**Stored data:**
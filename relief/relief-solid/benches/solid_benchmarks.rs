//! Benchmarks for surface sampling and extrusion.
//!
//! Run with: cargo bench -p relief-solid

use criterion::{BenchmarkId, Criterion, Throughput, black_box, criterion_group, criterion_main};
use relief_height::{HeightMapper, HeightParams};
use relief_solid::{ExtrusionParams, SolidBuilder, SurfaceGrid, extrude_solid, validate_solid};
use relief_types::{LayerStack, PixelBuffer};

fn photo_like(size: u32) -> PixelBuffer {
    PixelBuffer::from_fn(size, size, |x, y| {
        let v = u8::try_from((x ^ y) & 0xff).unwrap_or(0);
        [v, v / 2, 255 - v, 255]
    })
}

fn bench_extrude(c: &mut Criterion) {
    let mut group = c.benchmark_group("extrude_solid");
    for resolution in [100u32, 200, 400] {
        let grid = SurfaceGrid {
            cols: resolution,
            rows: resolution,
            width_mm: 100.0,
            height_mm: 100.0,
        };
        let surface = grid.build(&|u: f64, v: f64| 1.0 + (u * 12.0).sin() * (v * 9.0).cos());
        group.throughput(Throughput::Elements(grid.vertex_count() as u64));
        group.bench_with_input(
            BenchmarkId::from_parameter(resolution),
            &surface,
            |b, surface| {
                b.iter(|| extrude_solid(black_box(surface), &ExtrusionParams::default()));
            },
        );
    }
    group.finish();
}

fn bench_pipeline(c: &mut Criterion) {
    let img = photo_like(512);
    let stack = LayerStack::default();
    let mapper = HeightMapper::new(&img, &stack, HeightParams::default());

    c.bench_function("solid_from_image_200", |b| {
        b.iter(|| {
            SolidBuilder::new(black_box(&mapper), img.width(), img.height())
                .resolution(200)
                .build()
        });
    });

    let solid = SolidBuilder::new(&mapper, img.width(), img.height())
        .resolution(200)
        .build();
    if let Ok(solid) = solid {
        c.bench_function("validate_solid_200", |b| {
            b.iter(|| validate_solid(black_box(&solid.mesh)));
        });
    }
}

criterion_group!(benches, bench_extrude, bench_pipeline);
criterion_main!(benches);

**Work request:** Print nothing but the lines from the line with "b.iter(|| validate_solid(black_box(&solid.mesh)));" to the last line of the records above. Both of those lines count.

**Exercise solution:**
            b.iter(|| validate_solid(black_box(&solid.mesh)));
        });
    }
}

criterion_group!(benches, bench_extrude, bench_pipeline);
criterion_main!(benches);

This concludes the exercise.